Dropouts more likely

Roberta Malee Bassett, global lead for tertiary education at the World Bank, said many of the equity challenges students faced at university were exacerbated when they returned home during the pandemic and struggled with unstable electrical infrastructure and broadband in lower-income countries.

“The home environment particularly hit those more likely to drop out,” she said, adding that teenage pregnancies increased among girls returning home, making it unlikely that they would return to higher education.

Dr Courtney Brown, vice president of Strategic Impact at the Lumina Foundation, which aims to increase access to and attainment of post-secondary education and qualifications, said they had set the goal of seeing 60% of Americans having a degree or higher education certificate by 2025. The figure is 52% at the moment.

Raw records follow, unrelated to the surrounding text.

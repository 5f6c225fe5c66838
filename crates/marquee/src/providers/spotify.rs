//! Spotify artist search

use super::describe_failure;
use crate::catalog::{CredentialCache, CredentialSource, IssuedToken, SearchProvider};
use crate::config::SpotifyConfig;
use crate::prelude::*;
use async_trait::async_trait;
use marquee_core::entity::{Artist, Slice};
use marquee_core::spotify::{
    token_lifetime, transform_search_response, SpotifySearchResponse, TokenResponse,
    SPOTIFY_MAX_LIMIT,
};
use reqwest::StatusCode;

/// Client-credentials exchange against the Spotify accounts service
pub struct SpotifyCredentials {
    client: reqwest::Client,
    accounts_base: String,
    client_id: String,
    client_secret: String,
}

impl std::fmt::Debug for SpotifyCredentials {
    fn fmt(&self, f: &mut std::fmt::Formatter<'_>) -> std::fmt::Result {
        f.debug_struct("SpotifyCredentials")
            .field("accounts_base", &self.accounts_base)
            .field("client_id", &self.client_id)
            .field("client_secret", &"<redacted>")
            .finish()
    }
}

impl SpotifyCredentials {
    pub fn new(client: reqwest::Client, config: &SpotifyConfig) -> Self {
        Self {
            client,
            accounts_base: config.accounts_base.trim_end_matches('/').to_string(),
            client_id: config.client_id.clone(),
            client_secret: config.client_secret.clone(),
        }
    }

    fn basic_auth(&self) -> String {
        use base64::Engine;

        let auth_string = f!("{}:{}", self.client_id, self.client_secret);
        let auth_encoded = base64::engine::general_purpose::STANDARD.encode(auth_string);
        f!("Basic {auth_encoded}")
    }
}

#[async_trait]
impl CredentialSource for SpotifyCredentials {
    async fn exchange(&self) -> CatalogResult<IssuedToken> {
        use reqwest::header::AUTHORIZATION;

        let url = f!("{}/api/token", self.accounts_base);
        let response = self
            .client
            .post(&url)
            .header(AUTHORIZATION, self.basic_auth())
            .form(&[("grant_type", "client_credentials")])
            .send()
            .await
            .map_err(|e| Error::Auth(f!("Failed to reach the Spotify accounts service: {e}")))?;

        if !response.status().is_success() {
            return Err(Error::Auth(
                describe_failure(response, "Spotify rejected the client credentials").await,
            ));
        }

        let token: TokenResponse = response
            .json()
            .await
            .map_err(|e| Error::Auth(f!("Failed to parse Spotify token response: {e}")))?;

        if token.access_token.is_empty() {
            return Err(Error::Auth("Spotify returned an empty access token".into()));
        }

        Ok(IssuedToken {
            access_token: token.access_token,
            lifetime: token_lifetime(token.expires_in),
        })
    }
}

/// Artist search partitioned by query string, e.g. `genre:rock`
#[derive(Debug)]
pub struct SpotifyProvider {
    client: reqwest::Client,
    api_base: String,
    credentials: CredentialCache<SpotifyCredentials>,
}

impl SpotifyProvider {
    pub fn new(client: reqwest::Client, config: &SpotifyConfig) -> Self {
        Self {
            credentials: CredentialCache::new(SpotifyCredentials::new(client.clone(), config)),
            api_base: config.api_base.trim_end_matches('/').to_string(),
            client,
        }
    }
}

#[async_trait]
impl SearchProvider for SpotifyProvider {
    type Entity = Artist;

    fn name(&self) -> &str {
        "spotify"
    }

    async fn search(
        &self,
        query: &str,
        market: &str,
        offset: usize,
        limit: usize,
    ) -> CatalogResult<Slice<Artist>> {
        let token = self.credentials.token().await?;
        let url = f!("{}/search", self.api_base);
        let limit = limit.clamp(1, SPOTIFY_MAX_LIMIT);
        let limit_str = limit.to_string();
        let offset_str = offset.to_string();

        let query_params = [
            ("q", query),
            ("type", "artist"),
            ("market", market),
            ("limit", limit_str.as_str()),
            ("offset", offset_str.as_str()),
        ];

        let response = self
            .client
            .get(&url)
            .bearer_auth(&token)
            .query(&query_params)
            .send()
            .await
            .map_err(|e| Error::Upstream(f!("Failed to send request to Spotify: {e}")))?;

        let status = response.status();
        if status == StatusCode::UNAUTHORIZED {
            // the next call exchanges for a new token
            self.credentials.invalidate().await;
        }
        if !status.is_success() {
            return Err(Error::Upstream(
                describe_failure(response, "Spotify search failed").await,
            ));
        }

        let search: SpotifySearchResponse = response
            .json()
            .await
            .map_err(|e| Error::Upstream(f!("Failed to parse Spotify response: {e}")))?;

        let mut slice = transform_search_response(search);
        slice.items.truncate(limit);
        Ok(slice)
    }
}
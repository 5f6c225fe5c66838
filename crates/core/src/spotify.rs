//! Transformation functions for Spotify API responses

use crate::entity::{Artist, Slice};
use serde::Deserialize;
use std::time::Duration;

/// Largest `limit` accepted by the search endpoint
pub const SPOTIFY_MAX_LIMIT: usize = 50;

/// Subtracted from `expires_in` so a token is refreshed before it actually lapses
pub const TOKEN_SAFETY_MARGIN: Duration = Duration::from_secs(60);

/// Genre partitions searched when the caller asks for "all"
pub const DEFAULT_GENRE_PARTITIONS: [&str; 10] = [
    "genre:pop",
    "genre:rock",
    "genre:hip-hop",
    "genre:latin",
    "genre:reggaeton",
    "genre:electronic",
    "genre:r&b",
    "genre:indie",
    "genre:jazz",
    "genre:country",
];

/// Search response from `GET /v1/search?type=artist`
#[derive(Debug, Deserialize, Clone)]
pub struct SpotifySearchResponse {
    #[serde(default)]
    pub artists: Option<SpotifyArtistPage>,
}

/// Paging object holding artists
#[derive(Debug, Deserialize, Clone)]
pub struct SpotifyArtistPage {
    #[serde(default)]
    pub items: Vec<Option<Artist>>,
    #[serde(default)]
    pub total: Option<u64>,
    #[serde(default)]
    pub offset: Option<u64>,
    #[serde(default)]
    pub limit: Option<u64>,
}

/// Client-credentials token response from the accounts service
#[derive(Debug, Deserialize, Clone)]
pub struct TokenResponse {
    pub access_token: String,
    #[serde(default)]
    pub token_type: Option<String>,
    pub expires_in: u64,
}

/// Turn a search response into a slice. Missing pages read as empty.
pub fn transform_search_response(response: SpotifySearchResponse) -> Slice<Artist> {
    match response.artists {
        Some(page) => Slice {
            total: page.total.unwrap_or(0) as usize,
            items: page.items.into_iter().flatten().collect(),
        },
        None => Slice::empty(0),
    }
}

/// How long a freshly issued token may be used
pub fn token_lifetime(expires_in: u64) -> Duration {
    Duration::from_secs(expires_in).saturating_sub(TOKEN_SAFETY_MARGIN)
}
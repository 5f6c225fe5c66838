use crate::prelude::*;
use clap::Parser;

mod artists;
mod catalog;
mod config;
mod error;
mod movies;
mod output;
mod prelude;
mod providers;
mod server;

#[derive(Debug, clap::Parser)]
#[command(
    author,
    version,
    about,
    long_about = "Ranked, paginated views over the TMDB movie and Spotify artist catalogs"
)]
pub struct App {
    #[command(subcommand)]
    pub command: SubCommands,

    #[clap(flatten)]
    global: Global,
}

#[derive(Debug, Clone, clap::Args)]
pub struct Global {
    /// Whether to display additional information.
    #[clap(long, env = "MARQUEE_VERBOSE", global = true, default_value = "false")]
    verbose: bool,
}

#[derive(Debug, clap::Parser)]
pub enum SubCommands {
    /// Serve the catalogs over HTTP
    Serve(crate::server::ServeOptions),

    /// TMDB movie lists
    Movies(crate::movies::App),

    /// Spotify artist search
    Artists(crate::artists::App),
}

#[tokio::main]
async fn main() -> Result<()> {
    env_logger::init();
    color_eyre::install()?;

    let app = App::parse();

    match app.command {
        SubCommands::Serve(options) => crate::server::run(options, app.global).await,
        SubCommands::Movies(sub_app) => crate::movies::run(sub_app, app.global).await,
        SubCommands::Artists(sub_app) => crate::artists::run(sub_app, app.global).await,
    }
}
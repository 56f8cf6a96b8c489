// render.rs - Paints grid lines and cell colours onto a canvas
//
// Layout for cell size `s` (pitch `s + 1`): grid line `i` occupies pixel
// column/row `i * (s + 1)`, and cell `(row, col)` fills the `s x s` square
// whose top-left pixel is `(col * (s + 1) + 1, row * (s + 1) + 1)`. Every
// cell therefore sits inside a crisp 1px border.

use egui::Color32;

use crate::canvas::Canvas;
use crate::config::{self, ViewConfig};
use crate::error::{Error, Result};
use crate::grid_view::{CellState, GridView};
use crate::simulation::Dimensions;

#[derive(Clone, Debug)]
pub struct Renderer {
    config: ViewConfig,
}

impl Renderer {
    pub fn new(config: ViewConfig) -> Result<Self> {
        config.validate()?;
        Ok(Self { config })
    }

    pub fn config(&self) -> &ViewConfig {
        &self.config
    }

    pub fn set_palette(&mut self, grid: Color32, dead: Color32, alive: Color32) {
        self.config.grid_color = grid;
        self.config.dead_color = dead;
        self.config.alive_color = alive;
    }

    pub fn color_for(&self, state: CellState) -> Color32 {
        match state {
            CellState::Dead => self.config.dead_color,
            CellState::Alive => self.config.alive_color,
        }
    }

    /// Draws `width + 1` vertical and `height + 1` horizontal lines.
    pub fn draw_grid<C: Canvas + ?Sized>(
        &self,
        canvas: &mut C,
        width: u32,
        height: u32,
        cell_size: u32,
    ) -> Result<()> {
        let (canvas_width, canvas_height) = check_canvas(canvas, width, height, cell_size)?;
        let pitch = cell_size + 1;
        let color = self.config.grid_color;

        // Vertical lines.
        for i in 0..=width {
            canvas.fill_rect(i * pitch, 0, 1, canvas_height, color);
        }

        // Horizontal lines.
        for j in 0..=height {
            canvas.fill_rect(0, j * pitch, canvas_width, 1, color);
        }

        Ok(())
    }

    /// Fills every cell with the palette colour for its state.
    pub fn draw_cells<C: Canvas + ?Sized>(
        &self,
        canvas: &mut C,
        view: &GridView<'_>,
        width: u32,
        height: u32,
        cell_size: u32,
    ) -> Result<()> {
        check_canvas(canvas, width, height, cell_size)?;
        let expected = Dimensions::new(width, height);
        if view.dimensions() != expected {
            return Err(Error::StaleMemoryView(format!(
                "view is {}x{}, drawing {width}x{height}",
                view.width(),
                view.height()
            )));
        }

        let pitch = cell_size + 1;
        for (row, cells) in view.rows().enumerate() {
            for (col, &byte) in cells.iter().enumerate() {
                let color = self.color_for(CellState::from_byte(byte));
                canvas.fill_rect(
                    col as u32 * pitch + 1,
                    row as u32 * pitch + 1,
                    cell_size,
                    cell_size,
                    color,
                );
            }
        }

        Ok(())
    }

    /// Full frame: grid lines, then cells, using the configured cell size.
    pub fn draw<C: Canvas + ?Sized>(&self, canvas: &mut C, view: &GridView<'_>) -> Result<()> {
        let (width, height, cell_size) = (view.width(), view.height(), self.config.cell_size);
        self.draw_grid(canvas, width, height, cell_size)?;
        self.draw_cells(canvas, view, width, height, cell_size)
    }
}

/// Rejects a canvas whose size was not fixed for this grid, before any pixel
/// is touched.
fn check_canvas<C: Canvas + ?Sized>(
    canvas: &C,
    width: u32,
    height: u32,
    cell_size: u32,
) -> Result<(u32, u32)> {
    let expected = config::canvas_size(cell_size, width, height)?;
    let actual = canvas.size();
    if actual != expected {
        return Err(Error::CanvasMismatch { expected, actual });
    }
    Ok(actual)
}
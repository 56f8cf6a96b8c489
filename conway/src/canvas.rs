// canvas.rs - Drawing surface the renderer paints on

use egui::{Color32, ColorImage};

/// Minimal 2D surface: axis-aligned filled rectangles in whole pixels.
pub trait Canvas {
    /// Logical size in pixels (width, height).
    fn size(&self) -> (u32, u32);

    /// Fills `[x, x + w) x [y, y + h)`, clipped to the canvas.
    fn fill_rect(&mut self, x: u32, y: u32, w: u32, h: u32, color: Color32);
}

/// Software RGBA canvas, row-major. Uploaded to the GPU as an egui texture.
#[derive(Clone, Debug, PartialEq)]
pub struct PixelCanvas {
    width: u32,
    height: u32,
    pixels: Vec<Color32>,
}

impl PixelCanvas {
    pub fn new(width: u32, height: u32) -> Self {
        Self {
            width,
            height,
            pixels: vec![Color32::TRANSPARENT; width as usize * height as usize],
        }
    }

    pub fn pixel(&self, x: u32, y: u32) -> Option<Color32> {
        if x < self.width && y < self.height {
            Some(self.pixels[y as usize * self.width as usize + x as usize])
        } else {
            None
        }
    }

    pub fn pixels(&self) -> &[Color32] {
        &self.pixels
    }

    pub fn to_color_image(&self) -> ColorImage {
        let size = [self.width as usize, self.height as usize];
        let mut image = ColorImage::new(size, Color32::TRANSPARENT);
        image.pixels.copy_from_slice(&self.pixels);
        image
    }
}

impl Canvas for PixelCanvas {
    fn size(&self) -> (u32, u32) {
        (self.width, self.height)
    }

    fn fill_rect(&mut self, x: u32, y: u32, w: u32, h: u32, color: Color32) {
        if x >= self.width || y >= self.height {
            return;
        }
        let x_end = x.saturating_add(w).min(self.width);
        let y_end = y.saturating_add(h).min(self.height);
        let stride = self.width as usize;
        for row in y..y_end {
            let start = row as usize * stride;
            self.pixels[start + x as usize..start + x_end as usize].fill(color);
        }
    }
}
// scheduler.rs - Frame scheduling on top of egui's repaint requests

use conway::{Error, FrameHandle, FrameScheduler, Result};

/// Requests one repaint per scheduled frame. The frame counts as fired when
/// the next `update` takes it with [`RepaintScheduler::take_due`].
#[derive(Default)]
pub struct RepaintScheduler {
    ctx: Option<egui::Context>,
    next_id: u64,
    pending: Option<FrameHandle>,
}

impl RepaintScheduler {
    /// Until a context is attached every request is refused.
    pub fn attach(&mut self, ctx: egui::Context) {
        self.ctx = Some(ctx);
    }

    pub fn take_due(&mut self) -> Option<FrameHandle> {
        self.pending.take()
    }
}

impl FrameScheduler for RepaintScheduler {
    fn request_frame(&mut self) -> Result<FrameHandle> {
        let Some(ctx) = &self.ctx else {
            return Err(Error::SchedulingFailure("no window attached".into()));
        };
        if let Some(pending) = self.pending {
            return Err(Error::SchedulingFailure(format!("frame {pending:?} is still pending")));
        }
        self.next_id += 1;
        let handle = FrameHandle(self.next_id);
        self.pending = Some(handle);
        ctx.request_repaint();
        Ok(handle)
    }

    fn cancel_frame(&mut self, handle: FrameHandle) {
        if self.pending == Some(handle) {
            self.pending = None;
        }
    }
}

But even in the United States, many students were left behind, particularly black, Hispanic and Native American students, who are not given an equitable opportunity to access or succeed in post-secondary education.

She also criticised policy-makers for failing to see beyond direct entrants to higher education from school, saying that in the United States 40% of students are over 25 and 35% are financially independent oftheir parents. “These are not kids,” she said.

In a video address, Dr Joanna Newman, chief executive and secretary general of the Association of Commonwealth Universities (ACU), said: “The rapid shift to online teaching laid bare the gaping digital divide, not only between high- and low-income countries, but within countries and institutions themselves.

“While some universities were able to embrace this evolution and use the opportunity to strengthen their distance learning curricula, this rapid transition to online and distance learning highlighted major discrepancies in digital access and digital usage.”

To tackle this, she said that ACU had been leading a partnership in East Africa before the pandemic called PEBL, or Partnership for Enhanced and Blended Learning, to increase the quality of blended learning and so far had trained 170 academics in the skills needed to adapt courses effectively for online learning.